Non per tutti gli organismi fotosintetici però esiste questo gap. “I cianobatteri hanno risolto il problema formando speciali proteine di raccolta della luce, ad esempio i ficobilisomi, che sfruttano anche questa luce. Questa cooperazione funziona in natura, ma non ancora nella provetta”, spiega Nowaczyk.
Questo perlomeno fino a ieri, il team del RUB e quello israeliano hanno colmato con successo questo divario creando e stabilizzando un super complesso multi-proteico di PSII e ficobilisomi. Il passo successivo è stato inserirlo in nuove strutture di bioelettrodi. “Abbiamo superato questa sfida utilizzando elettrodi personalizzati, tridimensionali e trasparenti in combinazione con idrogel attivi redox”, afferma Volker Hartmann, autore principale dello studio.
Questo design ha permesso ai ricercatori di utilizzare anche i fotoni della lunghezza d’onda compresa tra 500 e 600 nm (luce verde).

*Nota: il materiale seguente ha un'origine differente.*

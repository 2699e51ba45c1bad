//! Terminal position detection.

use super::super::{EndReason, Ending, Outcome, Position, Side};
use super::movegen::has_any_move;
use strum::IntoEnumIterator;

/// Movement plies without a capture after which the game is drawn.
pub const MAX_PLIES_WITHOUT_MILL: u8 = 40;

/// Checks whether a position is terminal on its own.
///
/// Repetition needs the game history and is detected by the board.
pub fn ending(position: &Position) -> Option<Ending> {
    if let Some(loser) = Side::iter().find(|side| position.material(*side) < 3) {
        return Some(Ending {
            outcome: Outcome::Winner(loser.opponent()),
            reason: EndReason::TooFewPieces,
        });
    }

    if position.plies_without_mill() >= MAX_PLIES_WITHOUT_MILL {
        return Some(Ending {
            outcome: Outcome::Draw,
            reason: EndReason::NoMills,
        });
    }

    if !has_any_move(position) {
        return Some(Ending {
            outcome: Outcome::Winner(position.to_move().opponent()),
            reason: EndReason::Blocked,
        });
    }

    None
}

L’assemblaggio dei super complessi proteici è considerato uno stadio intermedio promettente nello sviluppo di celle solari bio. I vantaggi di diverse specie possono, infatti, essere combinati funzionalmente in sistemi semi-artificiali. In futuro, i ricercatori si concentreranno principalmente sull’ottimizzazione della produzione e della durata dei componenti biologici. La ricerca appare sul Journal of Materials Chemistry A (testo in inglese) dell’11 maggio 2020.